YOUR INSTRUCTIONS →
Scan the material below for the word "store", then copy every line in which it appears.

RECORDS TO USE →
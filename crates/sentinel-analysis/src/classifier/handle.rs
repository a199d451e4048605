//! Hot-swappable model holder.
//!
//! Wraps the active classifier in an `ArcSwapOption` so readers never block
//! and a reload swaps the pointer atomically. A call already holding the
//! previous model finishes on it.

use std::path::{Path, PathBuf};
use std::sync::Arc;
use std::time::SystemTime;

use arc_swap::ArcSwapOption;
use sentinel_core::errors::{ArtifactError, ClassifierError};
use sentinel_core::tracing::metrics;

use super::artifact::ModelArtifact;
use super::traits::Classifier;
use crate::features::AlignedVector;

/// A fully loaded model plus the file timestamp it was read at.
struct LoadedModel {
    classifier: Box<dyn Classifier>,
    modified: Option<SystemTime>,
}

/// Shared, swappable classifier. Clones share the same slot.
#[derive(Clone)]
pub struct ModelHandle {
    inner: Arc<ArcSwapOption<LoadedModel>>,
    path: Option<PathBuf>,
}

impl Default for ModelHandle {
    fn default() -> Self {
        Self::empty()
    }
}

impl std::fmt::Debug for ModelHandle {
    fn fmt(&self, f: &mut std::fmt::Formatter<'_>) -> std::fmt::Result {
        f.debug_struct("ModelHandle")
            .field("path", &self.path)
            .field("loaded", &self.is_loaded())
            .finish()
    }
}

impl ModelHandle {
    /// A handle with no model; every prediction reports `NotLoaded`.
    pub fn empty() -> Self {
        Self {
            inner: Arc::new(ArcSwapOption::empty()),
            path: None,
        }
    }

    /// Hold an in-memory classifier. Never reloads.
    pub fn from_classifier(classifier: impl Classifier + 'static) -> Self {
        let handle = Self::empty();
        handle.store(classifier);
        handle
    }

    /// Load the artifact at `path`.
    ///
    /// A missing file yields an empty handle that keeps watching `path`; a
    /// present but malformed file is an error.
    pub fn load(path: &Path) -> Result<Self, ArtifactError> {
        let handle = Self {
            inner: Arc::new(ArcSwapOption::empty()),
            path: Some(path.to_path_buf()),
        };
        match read_model(path) {
            Ok(model) => {
                tracing::info!(path = %path.display(), kind = model.classifier.kind(), "model loaded");
                handle.inner.store(Some(Arc::new(model)));
            }
            Err(ArtifactError::NotFound { .. }) => {
                tracing::warn!(path = %path.display(), "model artifact not found; predictions will fall back");
            }
            Err(e) => return Err(e),
        }
        Ok(handle)
    }

    pub fn path(&self) -> Option<&Path> {
        self.path.as_deref()
    }

    pub fn is_loaded(&self) -> bool {
        self.inner.load().is_some()
    }

    /// Input width of the current model.
    pub fn expected_inputs(&self) -> Option<usize> {
        self.inner
            .load()
            .as_ref()
            .map(|m| m.classifier.expected_inputs())
    }

    /// Predict with whichever model is current at call time.
    pub fn predict_proba(&self, input: &AlignedVector) -> Result<[f64; 2], ClassifierError> {
        let guard = self.inner.load();
        let model = guard.as_ref().ok_or(ClassifierError::NotLoaded)?;
        model.classifier.predict_proba(input)
    }

    /// Swap in an in-memory classifier.
    pub fn store(&self, classifier: impl Classifier + 'static) {
        self.inner.store(Some(Arc::new(LoadedModel {
            classifier: Box::new(classifier),
            modified: None,
        })));
    }

    /// Reload from disk unconditionally. On failure the current model stays.
    pub fn reload(&self) -> Result<(), ArtifactError> {
        let Some(path) = &self.path else {
            return Ok(());
        };
        let model = read_model(path)?;
        self.inner.store(Some(Arc::new(model)));
        tracing::info!(path = %path.display(), { metrics::MODEL_RELOADS } = 1u64, "model hot-reloaded");
        Ok(())
    }

    /// Reload when the artifact's mtime is newer than the loaded one.
    /// Returns `true` when a new model was swapped in.
    pub fn reload_if_modified(&self) -> bool {
        let Some(path) = &self.path else {
            return false;
        };
        let Some(on_disk) = modified_time(path) else {
            return false;
        };
        let newer = match self.inner.load().as_ref() {
            Some(current) => current.modified.map_or(true, |loaded| on_disk > loaded),
            None => true,
        };
        if !newer {
            return false;
        }
        match self.reload() {
            Ok(()) => true,
            Err(e) => {
                tracing::warn!(path = %path.display(), error = %e, "model reload failed; keeping previous model");
                false
            }
        }
    }
}

fn modified_time(path: &Path) -> Option<SystemTime> {
    std::fs::metadata(path).and_then(|m| m.modified()).ok()
}

fn read_model(path: &Path) -> Result<LoadedModel, ArtifactError> {
    let modified = modified_time(path);
    let artifact = ModelArtifact::load(path)?;
    Ok(LoadedModel {
        classifier: Box::new(artifact),
        modified,
    })
}

#[cfg(test)]
mod tests {
    use super::*;
    use crate::classifier::LogisticModel;

    fn input(n: usize) -> AlignedVector {
        AlignedVector {
            values: vec![1.0; n],
            nodes_scanned: n,
            dropped: 0,
            extra: None,
        }
    }

    #[test]
    fn empty_handle_reports_not_loaded() {
        let handle = ModelHandle::empty();
        assert!(!handle.is_loaded());
        assert_eq!(handle.predict_proba(&input(1)), Err(ClassifierError::NotLoaded));
        assert!(!handle.reload_if_modified());
    }

    #[test]
    fn clones_share_the_slot() {
        let handle = ModelHandle::empty();
        let clone = handle.clone();
        handle.store(LogisticModel {
            weights: vec![0.0],
            intercept: 0.0,
        });
        assert!(clone.is_loaded());
        assert_eq!(clone.expected_inputs(), Some(1));
    }

    #[test]
    fn missing_artifact_gives_empty_handle() {
        let dir = tempfile::tempdir().unwrap();
        let handle = ModelHandle::load(&dir.path().join("model.json")).unwrap();
        assert!(!handle.is_loaded());
        assert!(handle.path().is_some());
    }

    #[test]
    fn malformed_artifact_is_an_error() {
        let dir = tempfile::tempdir().unwrap();
        let path = dir.path().join("model.json");
        std::fs::write(&path, r#"{"kind": "logistic"}"#).unwrap();
        assert!(ModelHandle::load(&path).is_err());
    }
}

ANSWER BOX →
        handle.store(classifier);
                handle.inner.store(Some(Arc::new(model)));
    pub fn store(&self, classifier: impl Classifier + 'static) {
        self.inner.store(Some(Arc::new(LoadedModel {
        self.inner.store(Some(Arc::new(model)));
        handle.store(LogisticModel {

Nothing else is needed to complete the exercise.